I disagree with TNR's premise that a Sister Souljah moment is necessary:

we'd be surprised if Dean didn't make a fairly dramatic gesture to establish his moderate foreign policy bona fides shortly after winning the nomination--a kind of Sister Souljah strategy for the post-9/11 world. One can imagine Dean, for example, laying into some fringe antiwar group, whose views, he might explain, were toxic to the debate over foreign policy and ultimately unhelpful to the cause of stabilizing Iraq (now that we're there) and winning the larger war on terror.


The same line is echoed by TEDM. As the TNR piece notes, Dean has indeed said, "There are two groups of people who support me because of the war. One are the people who always oppose every war, and in the end I think I probably won't get all of those people." But is that really a foreshadowing of a SS moment? I don't think so - it looks to me more like a simple statement of fact. And Dean is no peacenik - he has been clear in interviews that he'd have no hesitation in using American force when neccessary.
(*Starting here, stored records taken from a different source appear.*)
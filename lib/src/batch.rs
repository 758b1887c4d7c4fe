//! Export the bookmarks of every profile of every configured browser
//!
//! Each profile is exported by a separate process, one after another. A
//! failing profile is logged and reported but never stops the batch.

use crate::config::BrowserRoot;
use crate::error::{ExportError, Result};
use crate::locator::Platform;
use chrono::{DateTime, Local, TimeZone};
use log::{debug, info, warn};
use std::fs;
use std::io;
use std::path::{Path, PathBuf};
use std::process::Command;

/// Name of the single-profile bookmarks exporter binary
pub const BOOKMARKS_EXPORTER: &str = "export-chrome-bookmarks";

const BOOKMARKS_FILE: &str = "Bookmarks";

/// Filesystem operations profile discovery needs
pub trait ProfileFilesystem {
    /// Names of the directories directly under `root`
    fn list_dirs(&self, root: &Path) -> io::Result<Vec<String>>;
    fn is_file(&self, path: &Path) -> bool;
    fn create_dir_all(&self, path: &Path) -> io::Result<()>;
}

/// [`ProfileFilesystem`] over the real filesystem
#[derive(Debug, Default, Clone, Copy)]
pub struct OsFilesystem;

impl ProfileFilesystem for OsFilesystem {
    fn list_dirs(&self, root: &Path) -> io::Result<Vec<String>> {
        let mut names = Vec::new();
        for entry in fs::read_dir(root)? {
            // One unreadable entry must not hide the other profiles
            let entry = match entry {
                Ok(entry) => entry,
                Err(e) => {
                    warn!("Skipping unreadable entry in {}: {}", root.display(), e);
                    continue;
                }
            };
            if entry.file_type().is_ok_and(|t| t.is_dir()) {
                names.push(entry.file_name().to_string_lossy().into_owned());
            }
        }
        Ok(names)
    }

    fn is_file(&self, path: &Path) -> bool {
        path.is_file()
    }

    fn create_dir_all(&self, path: &Path) -> io::Result<()> {
        fs::create_dir_all(path)
    }
}

/// A browser profile that has a bookmarks file
#[derive(Debug, Clone, PartialEq, Eq)]
pub struct Profile {
    pub browser: String,
    pub name: String,
    pub bookmarks: PathBuf,
}

impl Profile {
    pub fn display_string(&self) -> String {
        format!("{} ({})", self.browser, self.name)
    }
}

/// Runs the export of a single profile
pub trait ProfileExporter {
    fn export(&self, profile: &Profile, output: &Path) -> Result<()>;
}

/// Runs an external program as `<program> <Bookmarks> <output>`
#[derive(Debug, Clone)]
pub struct SubprocessExporter {
    program: PathBuf,
}

impl SubprocessExporter {
    pub fn new(program: impl Into<PathBuf>) -> Self {
        Self {
            program: program.into(),
        }
    }

    /// The bookmarks exporter installed next to the running executable,
    /// or looked up on `PATH` when there is none
    pub fn sibling() -> Self {
        let file_name = format!("{}{}", BOOKMARKS_EXPORTER, std::env::consts::EXE_SUFFIX);
        let beside_exe = std::env::current_exe()
            .ok()
            .and_then(|exe| exe.parent().map(|dir| dir.join(&file_name)))
            .filter(|path| path.is_file());
        Self::new(beside_exe.unwrap_or_else(|| PathBuf::from(file_name)))
    }

    pub fn program(&self) -> &Path {
        &self.program
    }
}

impl ProfileExporter for SubprocessExporter {
    fn export(&self, profile: &Profile, output: &Path) -> Result<()> {
        debug!(
            "Running {} {} {}",
            self.program.display(),
            profile.bookmarks.display(),
            output.display()
        );
        let status = Command::new(&self.program)
            .arg(&profile.bookmarks)
            .arg(output)
            .status()
            .map_err(|e| ExportError::ProfileExport {
                profile: profile.display_string(),
                reason: format!("could not run {}: {}", self.program.display(), e),
            })?;

        if !status.success() {
            return Err(ExportError::ProfileExport {
                profile: profile.display_string(),
                reason: format!("{} exited with {}", self.program.display(), status),
            });
        }
        Ok(())
    }
}

/// Chrome and Brave configuration roots for a platform
pub fn default_browsers<E>(platform: &Platform, env: E) -> Vec<BrowserRoot>
where
    E: Fn(&str) -> Option<String>,
{
    let roots: [(&str, PathBuf); 2] = match platform {
        Platform::Linux => match env("HOME") {
            Some(home) => {
                let home = PathBuf::from(home);
                [
                    ("chrome", home.join(".config/google-chrome")),
                    ("brave", home.join(".config/BraveSoftware/Brave-Browser")),
                ]
            }
            None => return Vec::new(),
        },
        Platform::MacOs => match env("HOME") {
            Some(home) => {
                let support = PathBuf::from(home).join("Library/Application Support");
                [
                    ("chrome", support.join("Google/Chrome")),
                    ("brave", support.join("BraveSoftware/Brave-Browser")),
                ]
            }
            None => return Vec::new(),
        },
        Platform::Windows => match env("LOCALAPPDATA") {
            Some(base) => {
                let base = PathBuf::from(base);
                [
                    ("chrome", base.join("Google").join("Chrome").join("User Data")),
                    (
                        "brave",
                        base.join("BraveSoftware")
                            .join("Brave-Browser")
                            .join("User Data"),
                    ),
                ]
            }
            None => return Vec::new(),
        },
        Platform::Other(_) => return Vec::new(),
    };

    roots
        .into_iter()
        .map(|(name, path)| BrowserRoot {
            name: name.to_string(),
            path,
        })
        .collect()
}

/// Profiles under `browser.path` that contain a `Bookmarks` file, sorted by name
pub fn discover_profiles(
    fs: &dyn ProfileFilesystem,
    browser: &BrowserRoot,
) -> io::Result<Vec<Profile>> {
    let mut names = fs.list_dirs(&browser.path)?;
    names.sort();

    Ok(names
        .into_iter()
        .filter_map(|name| {
            let bookmarks = browser.path.join(&name).join(BOOKMARKS_FILE);
            if fs.is_file(&bookmarks) {
                Some(Profile {
                    browser: browser.name.clone(),
                    name,
                    bookmarks,
                })
            } else {
                None
            }
        })
        .collect())
}

/// `{browser}-{profile}-bookmarks-{YYYY-MM-DD-HH-MM-SS}.html`
pub fn output_file_name<Tz>(browser: &str, profile: &str, timestamp: &DateTime<Tz>) -> String
where
    Tz: TimeZone,
    Tz::Offset: std::fmt::Display,
{
    format!(
        "{}-{}-bookmarks-{}.html",
        browser,
        profile,
        timestamp.format("%Y-%m-%d-%H-%M-%S")
    )
}

/// Outcome of a batch run
#[derive(Debug, Default)]
pub struct BatchReport {
    pub exported: Vec<(Profile, PathBuf)>,
    pub failed: Vec<(Profile, String)>,
    /// Browser roots that exist but could not be listed
    pub unreadable: Vec<(BrowserRoot, String)>,
}

impl BatchReport {
    pub fn is_success(&self) -> bool {
        self.failed.is_empty() && self.unreadable.is_empty()
    }
}

/// Drives [`ProfileExporter`] over every discovered profile
pub struct BatchExporter<'a> {
    fs: &'a dyn ProfileFilesystem,
    exporter: &'a dyn ProfileExporter,
    output_dir: PathBuf,
    clock: Box<dyn Fn() -> DateTime<Local> + 'a>,
}

impl<'a> BatchExporter<'a> {
    pub fn new(
        fs: &'a dyn ProfileFilesystem,
        exporter: &'a dyn ProfileExporter,
        output_dir: impl Into<PathBuf>,
    ) -> Self {
        Self {
            fs,
            exporter,
            output_dir: output_dir.into(),
            clock: Box::new(Local::now),
        }
    }

    /// Use a fixed or fake clock for output file names
    pub fn with_clock(mut self, clock: impl Fn() -> DateTime<Local> + 'a) -> Self {
        self.clock = Box::new(clock);
        self
    }

    /// Export every profile of every browser; only output directory
    /// creation failing aborts the batch
    pub fn run(&self, browsers: &[BrowserRoot]) -> Result<BatchReport> {
        self.fs
            .create_dir_all(&self.output_dir)
            .map_err(|source| ExportError::CreateDirFailed {
                path: self.output_dir.clone(),
                source,
            })?;

        let mut report = BatchReport::default();
        for browser in browsers {
            info!("Exporting bookmarks for {}", browser.name);

            let profiles = match discover_profiles(self.fs, browser) {
                Ok(profiles) => profiles,
                Err(e) if e.kind() == io::ErrorKind::NotFound => {
                    debug!(
                        "Skipping {}: {} does not exist",
                        browser.name,
                        browser.path.display()
                    );
                    continue;
                }
                Err(e) => {
                    let reason = format!("cannot list {}: {}", browser.path.display(), e);
                    warn!("{}: {}", browser.name, reason);
                    report.unreadable.push((browser.clone(), reason));
                    continue;
                }
            };

            for profile in profiles {
                let now = (self.clock)();
                let file_name = output_file_name(&profile.browser, &profile.name, &now);
                let output = self.output_dir.join(file_name);

                match self.exporter.export(&profile, &output) {
                    Ok(()) => {
                        info!("Exported bookmarks for profile: {}", profile.name);
                        report.exported.push((profile, output));
                    }
                    Err(e) => {
                        warn!("{}", e);
                        report.failed.push((profile, e.to_string()));
                    }
                }
            }
        }

        Ok(report)
    }
}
Again, the problem here is the implicit assumption that Dean has a foreign policy weakness that he needs to patch . This is false. He has an articulate foreign policy vision, and now with Gore's endorsement gains the support and consultation of one of the leading hawkish Democrats (one of the very few to have supported the first Gulf War).

And there's no need to cede the debate on defense and national security to Bush. Bush's record has made the country demonstrably less safe.

What advantage does pulling a SS moment serve, apart from anatagonizing Kucinich and Nader supporters? And undermining the case we need to make that Bush is the one with a foreign policy/defense problem?